A few months ago I wrote a post about MFAs, specifically on whether or not I would apply for one of the few programs on writing for young people. I ended up applying to four schools, getting into three, and finally accepting a position at Lesley University in Boston (forever known to me as Bostron from my college days). I couldn’t be happier about Lesley. I’m not sure I totally understand what I have signed up for, and might not know until the two years are up, but I can already feel the momentum building underneath me. A literary adventure awaits!

In preparation for the first of five residencies, Lesley and Co. has sent out a list of required/recommended readings for workshops, and then there will be manuscripts to read as well. Having this work at first overwhelmed me. How was I going to tackle it all? But now that I’m engrossed in the reading, my excitement for the endeavor of getting an MFA increases with every assignment I read.  So far I haven’t gotten through that much, but I’ve already applied the readings to my own WIPs (at least mentally). I can’t wait to see how my writing and critical thinking improve through this program.
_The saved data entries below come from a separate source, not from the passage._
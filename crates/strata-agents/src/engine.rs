use std::collections::HashSet;
use std::sync::Arc;

use futures::future::BoxFuture;
use indexmap::IndexMap;
use tracing::{debug, error, info, warn};

use strata_core::types::{ChangeRecord, ImpactResult};

use crate::specialist::Specialist;

/// Impact results keyed by consumer name, in registration order.
pub type CascadeResult = IndexMap<String, ImpactResult>;

/// Walks a producer's findings through the dependency graph.
///
/// Consumers run one at a time in registration order. A failing branch is
/// recorded as an error placeholder and never stops its siblings. When a
/// consumer reports onward change records of its own, the walk recurses
/// into that consumer's downstream and nests the results.
pub struct PropagationEngine;

impl PropagationEngine {
    pub fn new() -> Self {
        Self
    }

    /// Cascade `changes` from `producer` through every reachable consumer.
    ///
    /// Returns an empty map when the producer has no downstream nodes. The
    /// producer itself is never re-entered: a consumer edge pointing back
    /// at an ancestor is skipped with a warning instead of looping.
    pub async fn propagate(&self, producer: &dyn Specialist, changes: &[ChangeRecord]) -> CascadeResult {
        let consumers = producer.downstream();
        if consumers.is_empty() {
            debug!(producer = producer.name(), "No downstream consumers to notify");
            return CascadeResult::new();
        }

        info!(
            producer = producer.name(),
            changes = changes.len(),
            consumers = consumers.len(),
            "Propagating changes downstream"
        );

        let mut visited = HashSet::new();
        visited.insert(producer.name().to_string());
        self.fan_out(consumers, changes.to_vec(), &mut visited).await
    }

    fn fan_out<'a>(
        &'a self,
        consumers: Vec<Arc<dyn Specialist>>,
        changes: Vec<ChangeRecord>,
        visited: &'a mut HashSet<String>,
    ) -> BoxFuture<'a, CascadeResult> {
        Box::pin(async move {
            let mut results = CascadeResult::new();

            for consumer in consumers {
                let name = consumer.name().to_string();
                if visited.contains(&name) {
                    warn!(consumer = %name, "Cycle in dependency graph, skipping revisit");
                    continue;
                }
                visited.insert(name.clone());

                debug!(consumer = %name, changes = changes.len(), "Analyzing upstream impact");
                let mut result = match consumer.analyze_upstream_impact(changes.clone()).await {
                    Ok(result) => result,
                    Err(e) => {
                        error!(consumer = %name, error = %e, "Consumer analysis failed, isolating branch");
                        ImpactResult::from_error(e.to_string())
                    }
                };

                let next = consumer.downstream();
                if !result.changes.is_empty() && !next.is_empty() {
                    let nested = self.fan_out(next, result.changes.clone(), visited).await;
                    result.downstream = nested;
                }

                visited.remove(&name);
                results.insert(name, result);
            }

            results
        })
    }
}

impl Default for PropagationEngine {
    fn default() -> Self {
        Self::new()
    }
}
Lesley’s program appealed me for many reasons, one of which is their interdisciplinary slant. For the first three semesters I’ll take a class in a subject related to, but not necessarily on the craft of, writing. Maybe this will be Creative Writing Pedagogy (a class that would be great if I ever want to teach) or Historical Fiction. I could even develop an independent study specifically for one of my WIPs — like a class on 17th century Surinam for my historical YA manuscript. So interesting! As a generalist in almost all things, the opportunity to learn many different aspects of the craft is very exciting. Though I expect to work closely with my advisors so that I don’t spread myself too thin (one of my habits).

Amidst all this excitement is a good-ol’-fashioned case of stage fright (Book fright?). What if, once I get there, Lesley doesn’t think I’m good enough? <Sigh.> This is normal, at least for me, and I’ll do what I always do in situations that press me. Pretend I’m not scared! It’s not very suave but sooner or later I’ll be in it, doing it, using that strong self-critic to drive my work. At least, that’s what I’m hoping for!
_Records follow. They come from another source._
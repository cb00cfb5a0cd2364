//! End-to-end runs through the orchestrator: knowledge grounding, the
//! cascade, the on-disk cache, and credential failover working together.

use std::sync::Arc;

use strata_agents::{Orchestrator, DATABASE_SPECIALIST, KUBERNETES_SPECIALIST};
use strata_core::config::{AnalysisConfig, AppConfig, CacheConfig, KnowledgeConfig};
use strata_core::types::{AnalysisRequest, Severity};
use strata_llm::{CredentialPool, FailoverClient};
use strata_store::{KnowledgeBase, ResponseCache, SqliteCacheBackend};
use strata_test_utils::{fixtures, test_model_config, ScriptedClient};

fn test_config() -> AppConfig {
    AppConfig {
        analysis: AnalysisConfig::default(),
        model: test_model_config(),
        cache: CacheConfig::default(),
        knowledge: KnowledgeConfig::default(),
    }
}

#[tokio::test]
async fn test_full_run_grounds_prompts_in_ingested_documents() {
    let knowledge = Arc::new(KnowledgeBase::in_memory(500, 3).expect("open kb"));
    knowledge
        .ingest_text(
            "release-notes.md",
            "os",
            "The 15-SP7 kernel drops cgroup v1 support entirely. \
             Kubelet hosts must move to the systemd cgroup driver.",
        )
        .expect("ingest");

    let client = ScriptedClient::new()
        .reply(fixtures::os_direct_reply())
        .reply(fixtures::k8s_impact_reply())
        .reply(fixtures::db_impact_reply());
    let calls = client.call_log();

    let orchestrator =
        Orchestrator::new(&test_config(), Arc::new(client), knowledge, None).expect("wire graph");
    let report = orchestrator
        .analyze(&AnalysisRequest::new("15-SP6", "15-SP7"))
        .await
        .expect("analysis run");

    // The root prompt carried the retrieved snippet.
    let calls = calls.lock().unwrap();
    assert_eq!(calls.len(), 3);
    assert!(calls[0].prompt.contains("drops cgroup v1 support"));

    // Findings cascaded two layers down.
    let k8s = &report.downstream_impacts[KUBERNETES_SPECIALIST];
    assert_eq!(k8s.risk_level, Severity::High);
    assert_eq!(k8s.downstream[DATABASE_SPECIALIST].risk_level, Severity::Medium);

    // And the report names the document that grounded it.
    assert_eq!(report.document_sources.len(), 1);
    assert_eq!(report.document_sources[0].filename, "release-notes.md");
}

#[tokio::test]
async fn test_cache_survives_reopening_the_store() {
    let dir = tempfile::tempdir().expect("tempdir");
    let cache_path = dir.path().join("cache.db");
    let request = AnalysisRequest::new("15-SP6", "15-SP7");

    // First process: full run, root analysis cached on disk.
    {
        let client = ScriptedClient::new()
            .reply(fixtures::os_direct_reply())
            .reply(fixtures::k8s_impact_reply())
            .reply(fixtures::db_impact_reply());
        let cache = ResponseCache::new(Box::new(
            SqliteCacheBackend::open(&cache_path).expect("open cache"),
        ));
        let knowledge = Arc::new(KnowledgeBase::in_memory(500, 3).expect("open kb"));
        let orchestrator =
            Orchestrator::new(&test_config(), Arc::new(client), knowledge, Some(cache))
                .expect("wire graph");

        let report = orchestrator.analyze(&request).await.expect("first run");
        assert!(!report.cache_hit);
    }

    // Second process: only the two impact calls are scripted. If the root
    // analysis were re-requested the script would run dry and fail the run.
    let client = ScriptedClient::new()
        .reply(fixtures::k8s_impact_reply())
        .reply(fixtures::db_impact_reply());
    let calls = client.call_log();
    let cache = ResponseCache::new(Box::new(
        SqliteCacheBackend::open(&cache_path).expect("reopen cache"),
    ));
    let knowledge = Arc::new(KnowledgeBase::in_memory(500, 3).expect("open kb"));
    let orchestrator = Orchestrator::new(&test_config(), Arc::new(client), knowledge, Some(cache))
        .expect("wire graph");

    let report = orchestrator.analyze(&request).await.expect("cached run");
    assert!(report.cache_hit);
    assert_eq!(report.analysis.changes.len(), 1);
    assert_eq!(calls.lock().unwrap().len(), 2);
}

#[tokio::test]
async fn test_quota_exhaustion_rotates_to_fallback_credential_mid_run() {
    let scripted = ScriptedClient::new()
        .fail("rate limit exceeded for this key")
        .reply(fixtures::os_direct_reply())
        .reply(fixtures::k8s_impact_reply())
        .reply(fixtures::quiet_impact_reply());
    let calls = scripted.call_log();

    let llm = Arc::new(FailoverClient::new(
        Box::new(scripted),
        CredentialPool::new(Some("primary-key".to_string()), vec!["backup-key".to_string()]),
    ));
    let knowledge = Arc::new(KnowledgeBase::in_memory(500, 3).expect("open kb"));
    let orchestrator =
        Orchestrator::new(&test_config(), llm, knowledge, None).expect("wire graph");

    let report = orchestrator
        .analyze(&AnalysisRequest::new("15-SP6", "15-SP7"))
        .await
        .expect("run succeeds on the fallback key");

    assert_eq!(report.analysis.changes.len(), 1);

    // One failed attempt on the primary key, then everything on the backup.
    let keys: Vec<Option<String>> = calls
        .lock()
        .unwrap()
        .iter()
        .map(|c| c.api_key.clone())
        .collect();
    assert_eq!(
        keys,
        vec![
            Some("primary-key".to_string()),
            Some("backup-key".to_string()),
            Some("backup-key".to_string()),
            Some("backup-key".to_string()),
        ]
    );
}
Have you gone through later-in-life schooling or expansion of some kind? Was it harder or easier than you expected?

One and A Half Yards of Fleece

This past weekend I experienced a rare and somewhat bewildering burst of inspiration. If this burst had had anything to do with writing, I might feel surer about it, excited to run with it. Because isn’t that where I want to direct my creativity? To my manuscripts in revision and to the new ideas swirling in my head? Instead, here are the outcomes of this inspired rampage:

One fleece sweatshirt.Two fleece hats. One cardboard dinosaur head. One dinosaur tail. One pair very baggy pants with a drawstring. One pair mittens. A host of cloth sandwich bags.

That’s right. I crafted.

All weekend, basically. I sewed and cut and measured and sewed again. I glued and taped. I cursed my inability to plan ahead and started over. It began with my son’s Halloween costume. (Obviously, he’s being a T-Rex). It ended with a headband for myself made with scrap fleece. Oh, and I finally hemmed those pants that were dragging in the mud.
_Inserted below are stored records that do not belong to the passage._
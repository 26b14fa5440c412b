//! Data types shared by the store, the conversion operations, the wizard and
//! the HTTP layer.
//!
//! Everything that crosses the HTTP boundary serialises to the camelCase JSON
//! shape the browser wizard consumes.

use std::fmt;
use std::str::FromStr;

use chrono::{DateTime, Local};
use serde::{Deserialize, Serialize};

use crate::error::{ConversionMessage, SowError};
use crate::pipeline::pdf::PdfMethod;

// ── Files ────────────────────────────────────────────────────────────────

/// Display category derived from a file extension.
#[derive(Debug, Clone, Copy, PartialEq, Eq, Serialize, Deserialize)]
#[serde(rename_all = "lowercase")]
pub enum FileCategory {
    Presentation,
    Pdf,
    Document,
    Spreadsheet,
    File,
}

impl FileCategory {
    pub fn from_extension(ext: &str) -> Self {
        match ext.trim_start_matches('.').to_ascii_lowercase().as_str() {
            "pptx" | "ppt" => FileCategory::Presentation,
            "pdf" => FileCategory::Pdf,
            "docx" | "doc" => FileCategory::Document,
            "xlsx" | "xls" => FileCategory::Spreadsheet,
            _ => FileCategory::File,
        }
    }

    pub fn as_str(self) -> &'static str {
        match self {
            FileCategory::Presentation => "presentation",
            FileCategory::Pdf => "pdf",
            FileCategory::Document => "document",
            FileCategory::Spreadsheet => "spreadsheet",
            FileCategory::File => "file",
        }
    }
}

/// A document as listed to the wizard.
#[derive(Debug, Clone, PartialEq, Eq, Serialize, Deserialize)]
#[serde(rename_all = "camelCase")]
pub struct FileData {
    pub name: String,
    /// `/input/<name>`; the wizard keys its selection on this.
    pub path: String,
    /// Display size, e.g. `"12 KB"`.
    pub size: String,
    /// `YYYY-MM-DD`.
    pub last_modified: String,
    #[serde(rename = "type")]
    pub category: FileCategory,
}

impl FileData {
    /// Build the listing entry for a file in the input folder.
    pub fn new(name: &str, input_folder: &str, bytes: u64, modified: DateTime<Local>) -> Self {
        let ext = name.rsplit_once('.').map(|(_, e)| e).unwrap_or("");
        Self {
            name: name.to_string(),
            path: format!("/{input_folder}/{name}"),
            size: format_size(bytes),
            last_modified: modified.format("%Y-%m-%d").to_string(),
            category: FileCategory::from_extension(ext),
        }
    }
}

/// `"<round(bytes / 1024)> KB"`.
pub fn format_size(bytes: u64) -> String {
    format!("{} KB", (bytes as f64 / 1024.0).round() as u64)
}

// ── Contract types ───────────────────────────────────────────────────────

/// The contract models a SOW can be generated for.
#[derive(Debug, Clone, Copy, PartialEq, Eq, Hash, Serialize, Deserialize)]
#[serde(rename_all = "kebab-case")]
pub enum ContractType {
    FixedPrice,
    TimeAndMaterials,
    StaffAugmentation,
}

impl ContractType {
    pub const ALL: [ContractType; 3] = [
        ContractType::FixedPrice,
        ContractType::TimeAndMaterials,
        ContractType::StaffAugmentation,
    ];

    pub fn id(self) -> &'static str {
        match self {
            ContractType::FixedPrice => "fixed-price",
            ContractType::TimeAndMaterials => "time-and-materials",
            ContractType::StaffAugmentation => "staff-augmentation",
        }
    }

    pub fn label(self) -> &'static str {
        match self {
            ContractType::FixedPrice => "Fixed Price",
            ContractType::TimeAndMaterials => "Time and Materials",
            ContractType::StaffAugmentation => "Staff Augmentation",
        }
    }

    pub fn description(self) -> &'static str {
        crate::templates::contract_description(self)
    }
}

impl fmt::Display for ContractType {
    fn fmt(&self, f: &mut fmt::Formatter<'_>) -> fmt::Result {
        f.write_str(self.label())
    }
}

impl FromStr for ContractType {
    type Err = SowError;

    /// Accepts the id (`fixed-price`) or the label (`Fixed Price`), any case.
    fn from_str(s: &str) -> Result<Self, Self::Err> {
        let needle = s.trim();
        ContractType::ALL
            .into_iter()
            .find(|c| c.id().eq_ignore_ascii_case(needle) || c.label().eq_ignore_ascii_case(needle))
            .ok_or_else(|| SowError::UnknownContractType(needle.to_string()))
    }
}

/// JSON shape of `GET /api/contract-types`.
#[derive(Debug, Clone, Serialize)]
pub struct ContractTypeInfo {
    pub id: &'static str,
    pub label: &'static str,
    pub description: &'static str,
}

impl From<ContractType> for ContractTypeInfo {
    fn from(c: ContractType) -> Self {
        Self {
            id: c.id(),
            label: c.label(),
            description: c.description(),
        }
    }
}

// ── Session & results ────────────────────────────────────────────────────

/// Wizard session state. Lives in the client (or the CLI run); never persisted.
#[derive(Debug, Clone, Default, PartialEq, Serialize, Deserialize)]
#[serde(rename_all = "camelCase")]
pub struct WizardData {
    pub selected_contract_type: Option<ContractType>,
    pub selected_files: Vec<FileData>,
    pub uploaded_files: Vec<FileData>,
    pub generated_sow_text: String,
    #[serde(skip_serializing_if = "Option::is_none")]
    pub generated_sow_file: Option<String>,
    #[serde(skip_serializing_if = "Option::is_none")]
    pub generated_pdf_path: Option<String>,
    #[serde(skip_serializing_if = "Option::is_none")]
    pub cot_text: Option<String>,
}

/// Outcome of a SOW generation call.
#[derive(Debug, Clone, PartialEq, Eq, Serialize)]
#[serde(rename_all = "camelCase")]
pub struct GeneratedSow {
    /// File name inside the generated-SOWs folder, when a DOCX was produced.
    pub filename: Option<String>,
    pub sow_text: Option<String>,
    pub cot_text: Option<String>,
    /// Name the API suggested before timestamping.
    pub original_filename: Option<String>,
    pub file_size: u64,
    pub contract_type: ContractType,
    pub documents_count: usize,
    /// `true` when a file with the same name was replaced.
    pub regenerated: bool,
}

/// Outcome of a DOCX → PDF conversion.
#[derive(Debug, Clone, PartialEq, Eq, Serialize)]
#[serde(rename_all = "camelCase")]
pub struct PdfConversion {
    /// PDF file name inside the converted-PDF folder.
    pub pdf_path: String,
    /// `None` when an existing PDF was returned without converting.
    pub method: Option<PdfMethod>,
    pub already_existed: bool,
    pub size: u64,
    pub converter_path: Option<String>,
    pub converter_version: Option<String>,
}

/// Outcome of a DOCX → Markdown conversion.
#[derive(Debug, Clone, PartialEq, Eq, Serialize)]
pub struct MarkdownConversion {
    pub markdown: String,
    pub html: String,
    pub messages: Vec<ConversionMessage>,
}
What makes this all so monumental is that I don’t craft. I don’t sew. I don’t—and didn’t—use patterns. Yet somehow I managed to CREATE all these things from scratch.

In two words: LOVED IT.

I don’t really *make* that many things. Things you can hold. Every once in a while I experiment with something in the kitchen. But by now I’ve chosen my easy-to-bake artisan breads, so there’s not that much enjoyment from the experimentation (oh, but the eating…). Writing itself is a drawn out, abstract process. I probably won’t feel complete in the way I do now until a book is published, in my hands, being held in the same way I can hold the mittens I just sewed.

Creating tangible things is such an important process for me, but one I haven’t really embraced for a long time. I used to paint, but my paints and brushes have been in some kind of cryogenic deep freeze since I started writing. I don’t know if I’ll take them out, or just keep on this sewing kick. But the pride I felt at having made something concrete was so overwhelming it made me realize I wasn’t meeting all of my creative needs. I’m predicting that attending to both the abstract and non-abstract sides of my artistic self will better serve my writing, though I’m not precisely sure how to detect or measure that influence.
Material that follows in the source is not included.